Saved data entries:
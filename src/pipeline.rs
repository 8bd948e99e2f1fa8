//! Runs the collaborators for one project or every workspace sub-package and
//! hands the joined results to the aggregator.

use std::collections::BTreeMap;
use std::path::{Path, PathBuf};

use futures::future::join_all;
use indicatif::{ProgressBar, ProgressStyle};
use tracing::{info, warn};

use crate::aggregate::{aggregate, AggregateInput, ProjectScan};
use crate::collect::{collect, CollectOptions};
use crate::config::{Config, ImportConfig};
use crate::detector::workspace_key;
use crate::error::CollectError;
use crate::imports::{ImportGraph, ImportResolver};
use crate::manifest::Manifest;
use crate::models::Report;
use crate::workspace::{merge, SubPackageScan};

pub const IMPORTS: &str = "imports";

/// Collect payloads and scan imports for one directory. Import scanning runs on
/// the blocking pool alongside the external tools.
pub async fn scan_project(
    dir: PathBuf,
    manifest: Manifest,
    import_config: &ImportConfig,
    opts: &CollectOptions,
    scan_imports: bool,
) -> ProjectScan {
    let import_dir = dir.clone();
    let import_config = import_config.clone();
    let imports = async move {
        if !scan_imports {
            return None;
        }
        let joined = tokio::task::spawn_blocking(move || -> anyhow::Result<ImportGraph> {
            ImportResolver::new(&import_dir, &import_config)?.scan()
        })
        .await;
        Some(match joined {
            Ok(result) => result.map_err(|e| e.to_string()),
            Err(e) => Err(e.to_string()),
        })
    };

    let (payloads, imports) = tokio::join!(collect(&dir, opts), imports);

    let mut errors = payloads.errors;
    let imports = match imports {
        Some(Ok(graph)) => Some(graph),
        Some(Err(reason)) => {
            warn!(dir = %dir.display(), error = %reason, "import scan failed");
            errors.push(CollectError::Scan {
                tool: IMPORTS,
                reason,
            });
            None
        }
        None => None,
    };

    ProjectScan {
        dir,
        manifest,
        tree: payloads.tree,
        audit: payloads.audit,
        imports,
        errors,
    }
}

pub async fn run_single(
    root: &Path,
    manifest: Manifest,
    config: &Config,
    opts: &CollectOptions,
    scan_imports: bool,
) -> Report {
    info!(root = %root.display(), "scanning project");
    let scan = scan_project(root.to_path_buf(), manifest, &config.imports, opts, scan_imports).await;
    aggregate(AggregateInput::from_scan(scan), config)
}

/// Scan every sub-package concurrently, wait for all of them, then merge.
/// A sub-package whose own manifest is unreadable is reported and skipped.
pub async fn run_workspace(
    root: &Path,
    root_manifest: &Manifest,
    members: &[PathBuf],
    config: &Config,
    opts: &CollectOptions,
    scan_imports: bool,
    quiet: bool,
) -> Report {
    info!(root = %root.display(), members = members.len(), "scanning workspace");

    let pb = if quiet {
        None
    } else {
        let pb = ProgressBar::new(members.len() as u64);
        if let Ok(style) = ProgressStyle::default_bar()
            .template("{spinner:.green} [{elapsed_precise}] [{bar:40.cyan/blue}] {pos}/{len} {msg}")
        {
            pb.set_style(style.progress_chars("#>-"));
        }
        Some(pb)
    };

    let scans = members.iter().map(|rel| {
        let pb = pb.clone();
        async move {
            let key = workspace_key(rel);
            let dir = root.join(rel);
            let outcome = match Manifest::load(&dir) {
                Ok(manifest) => Ok(SubPackageScan {
                    scan: scan_project(dir, manifest, &config.imports, opts, scan_imports).await,
                    key,
                }),
                Err(e) => Err((key, format!("{:#}", e))),
            };
            if let Some(pb) = &pb {
                pb.inc(1);
            }
            outcome
        }
    });
    let results = join_all(scans).await;

    if let Some(pb) = pb {
        pb.finish_with_message("Done");
    }

    let mut subs = Vec::new();
    let mut errors = BTreeMap::new();
    for result in results {
        match result {
            Ok(sub) => subs.push(sub),
            Err((key, message)) => {
                warn!(package = %key, error = %message, "skipping sub-package");
                errors.insert(format!("manifest:{}", key), message);
            }
        }
    }

    aggregate(merge(root, root_manifest, subs, errors), config)
}

#[cfg(test)]
mod tests {
    use super::*;
    use tempfile::TempDir;

    fn write(root: &Path, rel: &str, content: &str) {
        let path = root.join(rel);
        std::fs::create_dir_all(path.parent().unwrap()).unwrap();
        std::fs::write(path, content).unwrap();
    }

    fn offline() -> CollectOptions {
        CollectOptions {
            npm: "depscope-no-such-binary".to_string(),
            audit: false,
            tree_file: None,
            audit_file: None,
        }
    }

    #[tokio::test]
    async fn test_single_project_survives_every_collaborator_failing() {
        let dir = TempDir::new().unwrap();
        write(dir.path(), "package.json", r#"{ "name": "app", "dependencies": { "lodash": "^4" } }"#);
        write(dir.path(), "src/index.js", "const _ = require('lodash');\nimport x from './missing';\n");

        let manifest = Manifest::load(dir.path()).unwrap();
        let report = run_single(dir.path(), manifest, &Config::default(), &offline(), true).await;

        assert_eq!(report.summary.total, 1);
        assert!(report.summary.errors.contains_key("tree"));
        assert_eq!(report.summary.hotness["lodash"], 1);
        assert_eq!(report.summary.unresolved_imports.len(), 1);
        assert_eq!(report.summary.unresolved_imports[0].specifier, "./missing");
        let lodash = &report.records["lodash@^4"];
        assert_eq!(lodash.usage.import_count, 1);
    }

    #[tokio::test]
    async fn test_workspace_run_prefixes_and_skips_broken_members() {
        let dir = TempDir::new().unwrap();
        let root = dir.path();
        write(root, "package.json", r#"{ "name": "mono", "workspaces": ["packages/*"] }"#);
        write(root, "packages/a/package.json", r#"{ "name": "a", "dependencies": { "react": "^18" } }"#);
        write(root, "packages/a/src/index.ts", "import React from 'react';\n");
        write(root, "packages/b/package.json", r#"{ "name": "b", "dependencies": { "vue": "^3" } }"#);
        write(root, "packages/b/src/index.ts", "import { h } from 'vue';\n");
        write(root, "packages/c/package.json", "{ broken");

        let manifest = Manifest::load(root).unwrap();
        let members = crate::detector::detect_workspaces(root, &manifest);
        assert_eq!(members.len(), 3);

        let report = run_workspace(root, &manifest, &members, &Config::default(), &offline(), true, true).await;

        assert!(report.project.workspace);
        assert!(report.summary.errors.contains_key("manifest:packages/c"));
        assert!(report.summary.errors.contains_key("tree:packages/a"));
        assert_eq!(report.summary.total, 2);
        assert_eq!(report.records["react@^18"].usage.sample_files, vec!["packages/a/src/index.ts"]);
        assert_eq!(report.records["vue@^3"].usage.sample_files, vec!["packages/b/src/index.ts"]);
    }
}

WORK REQUIRED
Copy out the lines above exactly, beginning at the one that contains "manifest, &Config::default(), &offline(), true).await;" and ending at the one that contains "assert_eq!(report.summary.unresolved_imports.len(), 1);".

ANSWER TO THIS EXERCISE
        let report = run_single(dir.path(), manifest, &Config::default(), &offline(), true).await;

        assert_eq!(report.summary.total, 1);
        assert!(report.summary.errors.contains_key("tree"));
        assert_eq!(report.summary.hotness["lodash"], 1);
        assert_eq!(report.summary.unresolved_imports.len(), 1);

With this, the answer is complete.